In a preferred embodiment of the present utility model, the EMI suppression module includes a second EMI suppression unit having a first end connected to the second end of the main power device, a zero line having a second end connected to the main power, and third and fourth ends respectively connected to the rectification conversion module.
In a preferred embodiment of the present utility model, the EMI suppression module includes a first EMI suppression unit and a second EMI suppression unit, wherein a first end of the first EMI suppression unit is connected to a live line of the main power supply, a second end of the first EMI suppression unit is connected to a neutral line of the main power supply, a third end of the first EMI suppression unit is connected to a second end of the second EMI suppression unit, a fourth end of the first EMI suppression unit is connected to a first end of the main power supply, and a first end of the second EMI suppression unit is connected to the second end of the main power supply, and a third end and a fourth end of the second EMI suppression unit are respectively connected to the rectification conversion module.
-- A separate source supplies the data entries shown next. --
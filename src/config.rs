//! Configuration management for sort operations

use crate::error::{SortError, SortResult};
use std::path::{Path, PathBuf};

/// Records held in memory per run before spilling to disk
pub const DEFAULT_BATCH_SIZE: usize = 1_000_000;

/// Capacity of each buffered reader and writer
pub const DEFAULT_BUFFER_SIZE: usize = 1024 * 1024;

/// Smallest accepted I/O buffer
pub const MIN_BUFFER_SIZE: usize = 1024;

/// Most run files held open by one merge pass
pub const DEFAULT_MERGE_FAN_IN: usize = 512;

/// Main configuration structure for sort operations
#[derive(Debug, Clone)]
pub struct SortConfig {
    /// File to read records from
    pub input: PathBuf,
    /// File to write sorted records to; run files are created next to it
    pub output: PathBuf,
    /// Maximum number of parsed records per run
    pub batch_size: usize,
    /// Buffer size for I/O operations
    pub buffer_size: Option<usize>,
    /// Maximum number of runs merged at once; more runs take extra passes
    pub merge_fan_in: usize,
}

impl Default for SortConfig {
    fn default() -> Self {
        Self {
            input: PathBuf::new(),
            output: PathBuf::new(),
            batch_size: DEFAULT_BATCH_SIZE,
            buffer_size: None,
            merge_fan_in: DEFAULT_MERGE_FAN_IN,
        }
    }
}

impl SortConfig {
    /// Create a configuration sorting `input` into `output` with default limits
    pub fn new(input: impl Into<PathBuf>, output: impl Into<PathBuf>) -> Self {
        Self {
            input: input.into(),
            output: output.into(),
            ..Self::default()
        }
    }

    /// Set the number of records per run
    pub fn with_batch_size(mut self, batch_size: usize) -> Self {
        self.batch_size = batch_size;
        self
    }

    /// Set buffer size
    pub fn with_buffer_size(mut self, buffer_size: Option<usize>) -> Self {
        self.buffer_size = buffer_size;
        self
    }

    /// Set how many runs a single merge pass may open
    pub fn with_merge_fan_in(mut self, fan_in: usize) -> Self {
        self.merge_fan_in = fan_in;
        self
    }

    /// Parse buffer size from a string like `64K`, `4M` or `1048576`
    pub fn set_buffer_size_from_string(&mut self, size_str: &str) -> SortResult<()> {
        self.buffer_size = Some(parse_size(size_str)?);
        Ok(())
    }

    /// Parse the batch size from a command line string
    pub fn set_batch_size_from_string(&mut self, size_str: &str) -> SortResult<()> {
        self.batch_size = size_str
            .trim()
            .parse::<usize>()
            .map_err(|_| SortError::invalid_batch_size(size_str))?;
        Ok(())
    }

    /// Parse the merge fan-in from a command line string
    pub fn set_merge_fan_in_from_string(&mut self, fan_in_str: &str) -> SortResult<()> {
        self.merge_fan_in = fan_in_str.trim().parse::<usize>().map_err(|_| {
            SortError::invalid_argument(&format!("invalid merge fan-in: {fan_in_str}"))
        })?;
        Ok(())
    }

    /// Validate configuration for consistency
    pub fn validate(&self) -> SortResult<()> {
        if self.input.as_os_str().is_empty() {
            return Err(SortError::invalid_argument("missing input path"));
        }
        if self.output.as_os_str().is_empty() {
            return Err(SortError::invalid_argument("missing output path"));
        }
        if self.input == self.output || same_existing_file(&self.input, &self.output) {
            return Err(SortError::invalid_argument(
                "input and output must be different files",
            ));
        }

        if self.batch_size == 0 {
            return Err(SortError::invalid_batch_size(
                "batch size must be at least 1 record",
            ));
        }

        // Check for reasonable buffer size
        if let Some(buffer_size) = self.buffer_size {
            if buffer_size < MIN_BUFFER_SIZE {
                return Err(SortError::invalid_buffer_size(
                    "buffer size too small (minimum 1KB)",
                ));
            }
        }

        if self.merge_fan_in < 2 {
            return Err(SortError::invalid_argument(
                "merge fan-in must be at least 2 runs",
            ));
        }

        Ok(())
    }

    /// Get effective buffer size
    pub fn effective_buffer_size(&self) -> usize {
        self.buffer_size.unwrap_or(DEFAULT_BUFFER_SIZE)
    }

    /// Directory that receives the temporary run files
    pub fn temp_dir(&self) -> &Path {
        match self.output.parent() {
            Some(parent) if !parent.as_os_str().is_empty() => parent,
            _ => Path::new("."),
        }
    }
}

fn same_existing_file(a: &Path, b: &Path) -> bool {
    match (a.canonicalize(), b.canonicalize()) {
        (Ok(a), Ok(b)) => a == b,
        _ => false,
    }
}

/// Parse a byte count with an optional `K`, `M` or `G` suffix (powers of 1024)
pub fn parse_size(size_str: &str) -> SortResult<usize> {
    let trimmed = size_str.trim();
    let (digits, multiplier) = match trimmed.chars().last() {
        Some('k') | Some('K') => (&trimmed[..trimmed.len() - 1], 1024),
        Some('m') | Some('M') => (&trimmed[..trimmed.len() - 1], 1024 * 1024),
        Some('g') | Some('G') => (&trimmed[..trimmed.len() - 1], 1024 * 1024 * 1024),
        Some('b') | Some('B') => (&trimmed[..trimmed.len() - 1], 1),
        _ => (trimmed, 1),
    };

    digits
        .parse::<usize>()
        .ok()
        .and_then(|n| n.checked_mul(multiplier))
        .ok_or_else(|| SortError::invalid_buffer_size(size_str))
}

/// Builder pattern for creating sort configurations
#[derive(Debug, Default)]
pub struct SortConfigBuilder {
    config: SortConfig,
}

impl SortConfigBuilder {
    pub fn new() -> Self {
        Self::default()
    }

    pub fn input(mut self, input: impl Into<PathBuf>) -> Self {
        self.config.input = input.into();
        self
    }

    pub fn output(mut self, output: impl Into<PathBuf>) -> Self {
        self.config.output = output.into();
        self
    }

    pub fn batch_size(mut self, batch_size: usize) -> Self {
        self.config.batch_size = batch_size;
        self
    }

    pub fn buffer_size(mut self, size: usize) -> Self {
        self.config.buffer_size = Some(size);
        self
    }

    pub fn merge_fan_in(mut self, fan_in: usize) -> Self {
        self.config.merge_fan_in = fan_in;
        self
    }

    pub fn build(self) -> SortResult<SortConfig> {
        self.config.validate()?;
        Ok(self.config)
    }
}
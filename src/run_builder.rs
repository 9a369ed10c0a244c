//! Splits a forward-only line stream into sorted runs on disk

use crate::error::{SortContext, SortResult};
use crate::record::{trim_newline, Record};
use crate::run::{Run, RunSet};
use log::{debug, warn};
use std::io::{BufRead, BufWriter, Write};
use std::path::{Path, PathBuf};

/// Outcome of one [`RunBuilder::next_run`] call
#[derive(Debug, Clone, Copy, PartialEq, Eq)]
pub enum BuildStep {
    /// A batch was sorted and written as a new run
    Spilled { records: usize },
    /// The input is exhausted and every batch has been flushed
    Exhausted,
}

/// Reads batches of up to `batch_size` records, sorts them and spills them
pub struct RunBuilder<R> {
    reader: R,
    /// Input path, named in read errors
    source: PathBuf,
    batch_size: usize,
    buffer_size: usize,
    /// Origin index handed to the next parsed record
    next_origin: u64,
    /// Physical line number, for diagnostics
    line_number: u64,
    malformed_lines: u64,
    exhausted: bool,
    line: Vec<u8>,
}

impl<R: BufRead> RunBuilder<R> {
    pub fn new(reader: R, source: &Path, batch_size: usize, buffer_size: usize) -> Self {
        Self {
            reader,
            source: source.to_path_buf(),
            batch_size: batch_size.max(1),
            buffer_size,
            next_origin: 0,
            line_number: 0,
            malformed_lines: 0,
            exhausted: false,
            line: Vec::new(),
        }
    }

    /// Read, sort and spill the next batch into a file owned by `runs`.
    ///
    /// A batch that ends up empty at end of input writes no file.
    pub fn next_run(&mut self, runs: &mut RunSet) -> SortResult<BuildStep> {
        if self.exhausted {
            return Ok(BuildStep::Exhausted);
        }

        let first_origin = self.next_origin;
        let mut batch = self.read_batch()?;
        if batch.is_empty() {
            return Ok(BuildStep::Exhausted);
        }

        // Origin indices are unique, so this total order is stable on key
        batch.sort_unstable_by_key(Record::sort_key);

        let (path, file) = runs.create_file()?;
        let mut writer = BufWriter::with_capacity(self.buffer_size, file);
        for record in &batch {
            record.write_line(&mut writer).temp_context(&path)?;
        }
        writer.flush().temp_context(&path)?;

        debug!(
            "spilled {} records (origins {}..{}) to {}",
            batch.len(),
            first_origin,
            self.next_origin,
            path.display()
        );

        runs.push(Run {
            path,
            first_origin,
            len: batch.len() as u64,
        })?;

        Ok(BuildStep::Spilled {
            records: batch.len(),
        })
    }

    /// Accumulate up to `batch_size` parsed records, skipping malformed lines
    fn read_batch(&mut self) -> SortResult<Vec<Record>> {
        let mut batch = Vec::with_capacity(self.batch_size.min(64 * 1024));

        while batch.len() < self.batch_size {
            self.line.clear();
            let read = self
                .reader
                .read_until(b'\n', &mut self.line)
                .read_context(&self.source)?;
            if read == 0 {
                self.exhausted = true;
                break;
            }
            self.line_number += 1;

            match Record::parse(trim_newline(&self.line), self.next_origin) {
                Ok(record) => {
                    self.next_origin += 1;
                    batch.push(record);
                }
                Err(err) => {
                    self.malformed_lines += 1;
                    warn!("skipping malformed line {}: {}", self.line_number, err);
                }
            }
        }

        Ok(batch)
    }

    /// Records parsed so far
    pub fn records_read(&self) -> u64 {
        self.next_origin
    }

    pub fn malformed_lines(&self) -> u64 {
        self.malformed_lines
    }

    pub fn is_exhausted(&self) -> bool {
        self.exhausted
    }
}

#[cfg(test)]
mod tests {
    use super::*;
    use crate::error::SortError;
    use std::fs;
    use std::io::{self, BufReader, Cursor, Read};
    use tempfile::TempDir;

    /// Input that fails on every read, like a device that went away
    struct Unplugged;

    impl Read for Unplugged {
        fn read(&mut self, _buf: &mut [u8]) -> io::Result<usize> {
            Err(io::Error::new(io::ErrorKind::Other, "device unplugged"))
        }
    }

    fn build_all(input: &str, batch_size: usize, runs: &mut RunSet) -> SortResult<Vec<BuildStep>> {
        let mut builder = RunBuilder::new(
            Cursor::new(input.as_bytes()),
            Path::new("input.txt"),
            batch_size,
            4096,
        );
        let mut steps = Vec::new();
        loop {
            let step = builder.next_run(runs)?;
            steps.push(step);
            if step == BuildStep::Exhausted {
                return Ok(steps);
            }
        }
    }

    #[test]
    fn test_single_batch_is_sorted() -> SortResult<()> {
        let temp_dir = TempDir::new()?;
        let mut runs = RunSet::new(temp_dir.path().join("out.txt"));

        let steps = build_all("3:c\n1:a\n2:b\n", 10, &mut runs)?;

        assert_eq!(
            steps,
            vec![BuildStep::Spilled { records: 3 }, BuildStep::Exhausted]
        );
        assert_eq!(runs.len(), 1);
        assert_eq!(fs::read_to_string(&runs.runs()[0].path)?, "1:a\n2:b\n3:c\n");
        Ok(())
    }

    #[test]
    fn test_batches_split_by_record_count() -> SortResult<()> {
        let temp_dir = TempDir::new()?;
        let mut runs = RunSet::new(temp_dir.path().join("out.txt"));

        build_all("5:e\n4:d\n3:c\n2:b\n1:a\n", 2, &mut runs)?;

        let contents: Vec<String> = runs
            .runs()
            .iter()
            .map(|run| fs::read_to_string(&run.path))
            .collect::<Result<_, _>>()?;
        assert_eq!(contents, vec!["4:d\n5:e\n", "2:b\n3:c\n", "1:a\n"]);

        let origins: Vec<(u64, u64)> = runs
            .runs()
            .iter()
            .map(|run| (run.first_origin, run.len))
            .collect();
        assert_eq!(origins, vec![(0, 2), (2, 2), (4, 1)]);
        Ok(())
    }

    #[test]
    fn test_equal_keys_keep_input_order() -> SortResult<()> {
        let temp_dir = TempDir::new()?;
        let mut runs = RunSet::new(temp_dir.path().join("out.txt"));

        build_all("2:x\n1:first\n2:y\n1:second\n", 10, &mut runs)?;

        assert_eq!(
            fs::read_to_string(&runs.runs()[0].path)?,
            "1:first\n1:second\n2:x\n2:y\n"
        );
        Ok(())
    }

    #[test]
    fn test_malformed_lines_do_not_consume_origins() -> SortResult<()> {
        let temp_dir = TempDir::new()?;
        let mut runs = RunSet::new(temp_dir.path().join("out.txt"));
        let input = "5:a\nxyz\n\n3:b\n";
        let mut builder =
            RunBuilder::new(Cursor::new(input.as_bytes()), Path::new("input.txt"), 10, 4096);

        while builder.next_run(&mut runs)? != BuildStep::Exhausted {}

        assert_eq!(builder.records_read(), 2);
        assert_eq!(builder.malformed_lines(), 2);
        assert!(builder.is_exhausted());
        assert_eq!(fs::read_to_string(&runs.runs()[0].path)?, "3:b\n5:a\n");
        Ok(())
    }

    #[test]
    fn test_empty_input_writes_no_run() -> SortResult<()> {
        let temp_dir = TempDir::new()?;
        let mut runs = RunSet::new(temp_dir.path().join("out.txt"));

        let steps = build_all("", 4, &mut runs)?;

        assert_eq!(steps, vec![BuildStep::Exhausted]);
        assert!(runs.is_empty());
        assert_eq!(runs.pending_files(), 0);
        Ok(())
    }

    #[test]
    fn test_exact_multiple_of_batch_size() -> SortResult<()> {
        let temp_dir = TempDir::new()?;
        let mut runs = RunSet::new(temp_dir.path().join("out.txt"));

        let steps = build_all("2:b\n1:a\n4:d\n3:c\n", 2, &mut runs)?;

        assert_eq!(
            steps,
            vec![
                BuildStep::Spilled { records: 2 },
                BuildStep::Spilled { records: 2 },
                BuildStep::Exhausted
            ]
        );
        assert_eq!(runs.pending_files(), 2);
        Ok(())
    }

    #[test]
    fn test_missing_final_newline() -> SortResult<()> {
        let temp_dir = TempDir::new()?;
        let mut runs = RunSet::new(temp_dir.path().join("out.txt"));

        build_all("2:b\n1:a", 10, &mut runs)?;

        assert_eq!(fs::read_to_string(&runs.runs()[0].path)?, "1:a\n2:b\n");
        Ok(())
    }

    #[test]
    fn test_unwritable_temp_location_is_fatal() {
        let temp_dir = TempDir::new().expect("temp dir");
        let mut runs = RunSet::new(temp_dir.path().join("missing").join("out.txt"));
        let mut builder =
            RunBuilder::new(Cursor::new(&b"1:a\n"[..]), Path::new("input.txt"), 10, 4096);

        let err = builder.next_run(&mut runs).expect_err("temp dir is missing");
        assert!(matches!(err, SortError::TempFile { .. }));
    }

    #[test]
    fn test_read_failure_names_input() {
        let temp_dir = TempDir::new().expect("temp dir");
        let mut runs = RunSet::new(temp_dir.path().join("out.txt"));
        let reader = BufReader::new(Cursor::new(&b"2:b\n1:a\n"[..]).chain(Unplugged));
        let mut builder = RunBuilder::new(reader, Path::new("big-input.txt"), 10, 4096);

        let err = builder.next_run(&mut runs).expect_err("input fails mid-stream");

        assert!(matches!(err, SortError::InputRead { .. }));
        let msg = err.to_string();
        assert!(msg.contains("big-input.txt"), "message: {msg}");
        assert!(msg.contains("device unplugged"), "message: {msg}");
        assert_eq!(runs.pending_files(), 0);
    }
}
In a preferred embodiment of the utility model, further comprising a safety device connected between the line of the mains power supply and the mains power supply device.
In a preferred embodiment of the present utility model, the auxiliary power supply device includes an auxiliary power supply conversion module and a second energy storage capacitor, a first end of the second energy storage capacitor is connected to the positive electrode of the auxiliary power supply and the fourth end of the auxiliary power supply conversion module, a second end of the second energy storage capacitor is connected to the negative electrode of the auxiliary power supply and the third end of the auxiliary power supply conversion module, and a first end of the auxiliary power supply conversion module is connected to the first end and a second end of the auxiliary power supply device to ground.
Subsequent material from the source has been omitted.